Une solution pour pallier aux déserts médicaux

La France est touchée par une pénurie de médecins sur une partie de son territoire, principalement dans les zones les plus reculées. La fermeture de cabinets et les départs en retraite non remplacés de médecins dits « de famille » contribuent à cette insuffisance de l’offre de soins sur le territoire. Or, le maintien d’une bonne répartition des pharmacies sur le territoire et l’augmentation des champs de compétences du pharmacien pourraient contribuer à y remédier. Le pharmacien a une place essentielle en complément de celle du médecin dans notre société. Formé et compétent, il est le professionnel de santé de premier recours pour le patient. Au cœur de l’écosystème de santé, il est le point de rencontre entre l’information de santé et le patient. Lui octroyer de nouvelles compétences et élargir son offre de services pourra donc permettre d’améliorer le soin sur le territoire. On le voit bien avec l’aide à la surveillance des personnes âgées dans un contexte où l’on compte un nombre grandissant de personnes en perte d’autonomie.

En somme, le pharmacien n’est plus au point d’arrivée du parcours de soin mais au carrefour giratoire. En 2018, il devient un acteur de proximité de l’expérience du patient et on peut présager qu’en 2030, il sera un véritable coach de la santé.

La rémunération des pharmaciens pour le service rendu aux patients sera quant à elle fixée en 2019 et prendra en compte l’âge du patient et la complexité de la dispensation, c’est-à-dire le fait qu’un médicament soit à risque ou requiert une surveillance particulière.

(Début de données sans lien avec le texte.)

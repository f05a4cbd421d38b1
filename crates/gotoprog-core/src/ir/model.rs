//! A model is a symbol table together with the bodies of its functions.

use super::format::Printer;
use super::functions::{GotoFunction, GotoFunctions};
use crate::errors::ModelError;
use crate::interner::StringId;
use crate::symbol_table::SymbolTable;
use std::fmt;

#[derive(Debug, Clone)]
pub struct GotoModel {
    pub symbol_table: SymbolTable,
    pub goto_functions: GotoFunctions,
}

impl GotoModel {
    pub fn new(symbol_table: SymbolTable, goto_functions: GotoFunctions) -> Self {
        Self {
            symbol_table,
            goto_functions,
        }
    }

    /// Add a function body under `name`.
    ///
    /// A placeholder without a body may be replaced; an existing body may not.
    pub fn add_function(
        &mut self,
        name: &str,
        function: GotoFunction,
    ) -> Result<StringId, ModelError> {
        let id = self.symbol_table.intern(name);
        if self
            .goto_functions
            .get(id)
            .is_some_and(GotoFunction::body_available)
        {
            return Err(ModelError::DuplicateFunction(name.to_string()));
        }
        self.goto_functions.insert(id, function);
        Ok(id)
    }

    pub fn remove_function(&mut self, name: &str) -> Result<GotoFunction, ModelError> {
        self.symbol_table
            .interner()
            .get(name)
            .and_then(|id| self.goto_functions.remove(id))
            .ok_or_else(|| ModelError::UnknownFunction(name.to_string()))
    }
}

impl fmt::Display for GotoModel {
    fn fmt(&self, f: &mut fmt::Formatter<'_>) -> fmt::Result {
        let printer = Printer::new(self.symbol_table.interner());
        for (name, function) in self.goto_functions.iter() {
            if !function.body_available() {
                continue;
            }
            let name = self.symbol_table.resolve(name);
            writeln!(f, "{} /* {} */", name, name)?;
            printer.write_program(f, &function.body)?;
            writeln!(f)?;
        }
        Ok(())
    }
}
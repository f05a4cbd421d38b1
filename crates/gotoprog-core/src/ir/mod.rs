//! The goto-program IR: types, expressions, instructions, function bodies
//! and the function table.

pub mod class_identifier;
pub mod expr;
pub mod format;
pub mod functions;
pub mod instruction;
pub mod model;
pub mod program;
pub mod source_location;
pub mod types;

pub use expr::Expression;
pub use functions::{GotoFunction, GotoFunctions, ENTRY_POINT};
pub use instruction::{FunctionCall, Instruction, InstructionId, InstructionKind};
pub use model::GotoModel;
pub use program::GotoProgram;
pub use source_location::SourceLocation;
pub use types::{CodeType, Component, StructType, Type};
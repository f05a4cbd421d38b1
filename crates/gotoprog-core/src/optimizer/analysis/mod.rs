//! Analyses over the symbol and function tables.

pub mod call_graph;
pub mod class_hierarchy;
pub mod override_resolver;

pub use call_graph::CallGraph;
pub use class_hierarchy::{ClassEntry, ClassHierarchy};
pub use override_resolver::{CallTarget, CandidateFunction, OverrideResolver};
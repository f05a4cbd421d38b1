//! Fixture builders for symbol tables and goto-programs.

use gotoprog_core::interner::{StringId, StringInterner};
use gotoprog_core::ir::class_identifier::CLASS_IDENTIFIER_FIELD;
use gotoprog_core::ir::{
    CodeType, Component, Expression, FunctionCall, GotoFunction, GotoFunctions, GotoModel,
    GotoProgram, InstructionKind, SourceLocation, StructType, Type,
};
use gotoprog_core::symbol_table::{Symbol, SymbolTable};
use std::sync::Arc;

/// Builds a symbol table of classes and methods.
///
/// Classes are laid out the way the devirtualizer expects: a root class
/// starts with the class identifier member, a derived class starts with a
/// `@<Base>` sub-object of its first base.
///
/// ```ignore
/// let table = ClassTableBuilder::new()
///     .class("Base", &[])
///     .class("Derived", &["Base"])
///     .method("Base", "run")
///     .build();
/// ```
pub struct ClassTableBuilder {
    table: SymbolTable,
}

impl ClassTableBuilder {
    pub fn new() -> Self {
        Self::with_interner(Arc::new(StringInterner::new()))
    }

    pub fn with_interner(interner: Arc<StringInterner>) -> Self {
        Self {
            table: SymbolTable::new(interner),
        }
    }

    pub fn class(mut self, name: &str, bases: &[&str]) -> Self {
        let first = match bases.first() {
            Some(base) => Component {
                name: self.table.intern(&format!("@{}", base)),
                ty: Type::symbol(self.table.intern(base)),
            },
            None => Component {
                name: self.table.intern(CLASS_IDENTIFIER_FIELD),
                ty: Type::String,
            },
        };
        let struct_type = StructType {
            components: vec![first],
            bases: bases
                .iter()
                .map(|base| Type::symbol(self.table.intern(base)))
                .collect(),
        };
        let id = self.table.intern(name);
        self.table
            .add(Symbol::new_type(id, Type::Struct(struct_type)))
            .expect("class declared twice");
        self
    }

    /// Declare `class.member`, taking a pointer to `class` as receiver.
    pub fn method(mut self, class: &str, member: &str) -> Self {
        let id = self.table.intern(&format!("{}.{}", class, member));
        let ty = method_type(self.table.intern(class));
        self.table
            .add(Symbol::new(id, ty))
            .expect("method declared twice");
        self
    }

    /// Declare a free function with no parameters.
    pub fn function(mut self, name: &str) -> Self {
        let id = self.table.intern(name);
        self.table
            .add(Symbol::new(
                id,
                Type::Code(CodeType::new(vec![], Type::Empty)),
            ))
            .expect("function declared twice");
        self
    }

    pub fn build(self) -> SymbolTable {
        self.table
    }
}

impl Default for ClassTableBuilder {
    fn default() -> Self {
        Self::new()
    }
}

fn method_type(class: StringId) -> Type {
    Type::Code(CodeType::new(
        vec![Type::pointer(Type::symbol(class))],
        Type::Empty,
    ))
}

/// Builds the body of one function.
///
/// Every instruction gets a location in `test.c` on its own line and is
/// attributed to the function being built.
pub struct ProgramBuilder<'a> {
    table: &'a SymbolTable,
    function: StringId,
    program: GotoProgram,
    line: u32,
}

impl<'a> ProgramBuilder<'a> {
    pub fn new(table: &'a SymbolTable, function: &str) -> Self {
        Self {
            table,
            function: table.intern(function),
            program: GotoProgram::new(),
            line: 0,
        }
    }

    fn push(&mut self, kind: InstructionKind) {
        self.line += 1;
        let mut instruction = self.program.new_instruction(kind);
        instruction.source_location = SourceLocation::new(self.table.intern("test.c"), self.line);
        instruction.source_location.function = Some(self.function);
        instruction.function = Some(self.function);
        let end = self.program.len();
        self.program.insert_before(end, vec![instruction]);
    }

    /// `this->member()` where `this` is a `static_class *`.
    pub fn virtual_call(self, static_class: &str, member: &str) -> Self {
        let class = self.table.intern(static_class);
        let this = Expression::symbol(self.table.intern("this"), Type::pointer(Type::symbol(class)));
        self.virtual_call_on(static_class, member, this)
    }

    /// Virtual call with an explicit receiver expression.
    pub fn virtual_call_on(mut self, static_class: &str, member: &str, receiver: Expression) -> Self {
        let class = self.table.intern(static_class);
        let callee = Expression::VirtualFunction {
            class,
            component: self.table.intern(member),
            ty: method_type(class),
        };
        self.push(InstructionKind::FunctionCall(FunctionCall::new(
            callee,
            vec![receiver],
        )));
        self
    }

    /// Direct call to `callee`.
    pub fn call(mut self, callee: &str) -> Self {
        let ty = self
            .table
            .lookup_str(callee)
            .map(|symbol| symbol.ty.clone())
            .unwrap_or_else(|| Type::Code(CodeType::new(vec![], Type::Empty)));
        let function = Expression::symbol(self.table.intern(callee), ty);
        self.push(InstructionKind::FunctionCall(FunctionCall::new(
            function,
            vec![],
        )));
        self
    }

    pub fn skip(mut self) -> Self {
        self.push(InstructionKind::Skip);
        self
    }

    /// Terminate the body with `END_FUNCTION` and number it.
    pub fn build(mut self) -> GotoFunction {
        self.push(InstructionKind::EndFunction);
        self.program.update();
        GotoFunction::new(self.program)
    }
}

/// Assemble a model from a table and named function bodies.
pub fn model(symbol_table: SymbolTable, functions: Vec<(&str, GotoFunction)>) -> GotoModel {
    let mut goto_functions = GotoFunctions::new();
    for (name, function) in functions {
        goto_functions.insert(symbol_table.intern(name), function);
    }
    GotoModel::new(symbol_table, goto_functions)
}

/// Names of directly called functions, in program order.
pub fn called_functions(program: &GotoProgram, table: &SymbolTable) -> Vec<String> {
    program
        .iter()
        .filter_map(|instruction| instruction.function_call())
        .filter_map(|call| call.function.identifier())
        .map(|id| table.resolve(id).to_string())
        .collect()
}

/// Classes tested by dispatch branches, in program order.
pub fn dispatch_classes(program: &GotoProgram, table: &SymbolTable) -> Vec<String> {
    program
        .iter()
        .filter_map(|instruction| match &instruction.kind {
            InstructionKind::Goto { guard, .. } => match guard {
                Expression::Equal(lhs, _) => match lhs.as_ref() {
                    Expression::Constant { value, .. } => Some(table.resolve(*value).to_string()),
                    _ => None,
                },
                _ => None,
            },
            _ => None,
        })
        .collect()
}
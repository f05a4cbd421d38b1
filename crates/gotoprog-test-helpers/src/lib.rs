//! Test utilities and fixtures for gotoprog
//!
//! Builders for symbol tables with class hierarchies and for function bodies
//! containing virtual calls, plus one-time logging setup for tests.

pub mod fixtures;
pub mod logging;

pub use fixtures::{called_functions, dispatch_classes, model, ClassTableBuilder, ProgramBuilder};
pub use logging::{capture_logs, init_test_logging};
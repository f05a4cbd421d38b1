use crate::config::PassConfig;
use crate::errors::PassError;
use crate::interner::{StringId, StringInterner};
use crate::ir::functions::{GotoFunctions, ENTRY_POINT};
use crate::ir::model::GotoModel;
use crate::optimizer::analysis::CallGraph;
use crate::optimizer::GotoPass;
use tracing::{info, warn};

/// Unused Function Elimination
///
/// Drops every function that is not reachable from the entry point through
/// direct calls.
///
/// ## Example
/// ```text
/// __CPROVER__start -> main -> helper
/// unused_helper                        (never called)
///
/// Result: unused_helper is removed from the function table
/// ```
///
/// Virtual calls must be lowered first; a call through anything other than a
/// plain symbol panics.
pub struct UnusedFunctionEliminationPass {
    entry_point: String,
}

impl UnusedFunctionEliminationPass {
    pub fn new(config: &PassConfig) -> Self {
        Self {
            entry_point: config.entry_point.clone(),
        }
    }
}

impl GotoPass for UnusedFunctionEliminationPass {
    fn name(&self) -> &'static str {
        "unused-function-elimination"
    }

    fn run(&mut self, model: &mut GotoModel) -> Result<bool, PassError> {
        let entry = model
            .symbol_table
            .interner()
            .get(&self.entry_point)
            .filter(|id| model.goto_functions.contains(*id))
            .ok_or_else(|| PassError::MissingEntryPoint(self.entry_point.clone()))?;

        let stats = prune(&mut model.goto_functions, model.symbol_table.interner(), entry);
        Ok(stats.dropped_functions > 0)
    }

    fn as_any_mut(&mut self) -> &mut dyn std::any::Any {
        self
    }
}

/// Remove every function unreachable from `entry_point`.
///
/// An entry point missing from the table reaches nothing but itself, so all
/// functions are dropped.
///
/// # Panics
///
/// Panics if a body still contains a virtual call.
pub fn prune(
    functions: &mut GotoFunctions,
    interner: &StringInterner,
    entry_point: StringId,
) -> UnusedFunctionStats {
    if !functions.contains(entry_point) {
        warn!(
            entry = %interner.resolve(entry_point),
            "entry point not found in function table"
        );
    }

    let reachable = CallGraph::build(functions, interner).reachable_from(entry_point);
    let unused: Vec<StringId> = functions
        .names()
        .filter(|name| !reachable.contains(name))
        .collect();

    let stats = UnusedFunctionStats {
        total_functions: functions.len(),
        used_functions: reachable.len(),
        dropped_functions: unused.len(),
    };
    if !unused.is_empty() {
        info!(
            "Dropping {} of {} functions ({} used)",
            stats.dropped_functions, stats.total_functions, stats.used_functions
        );
    }

    for name in unused {
        functions.remove(name);
    }
    stats
}

/// Prune a model from the default entry point.
pub fn remove_unused_functions(model: &mut GotoModel) -> UnusedFunctionStats {
    let entry = model.symbol_table.intern(ENTRY_POINT);
    prune(&mut model.goto_functions, model.symbol_table.interner(), entry)
}

/// Statistics about unused function elimination
#[derive(Debug, Clone, Copy, PartialEq, Eq)]
pub struct UnusedFunctionStats {
    pub total_functions: usize,
    /// Functions reached from the entry point, counting callees without a body.
    pub used_functions: usize,
    pub dropped_functions: usize,
}

impl std::fmt::Display for UnusedFunctionStats {
    fn fmt(&self, f: &mut std::fmt::Formatter<'_>) -> std::fmt::Result {
        write!(
            f,
            "Functions: {} total, {} used, {} dropped",
            self.total_functions, self.used_functions, self.dropped_functions
        )
    }
}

La fonction du pharmacien est ainsi transformée, valorisée et mieux encadrée par les nouvelles dispositions législatives, en vue de permettre une meilleure prise en charge des patients sur le territoire.

Alice Léger

Article publié dans Economie Matin

 

(1) Nouvelle convention pharmaceutique signée, en novembre 2017, par l’USPO, l’Assurance maladie obligatoire et complémentaire

(2) D’après l’étude Avenir Pharmacie « le pharmacien, acteur de proximité de l’expérience patient » présentée le 29 mars 2018 pour PharmagoraPlus en partenariat avec Opinion Way et Satispharma. (a été réalisée auprès de pharmaciens d’officine et de patients à travers toute la France du 21 février au 6 mars 2018.)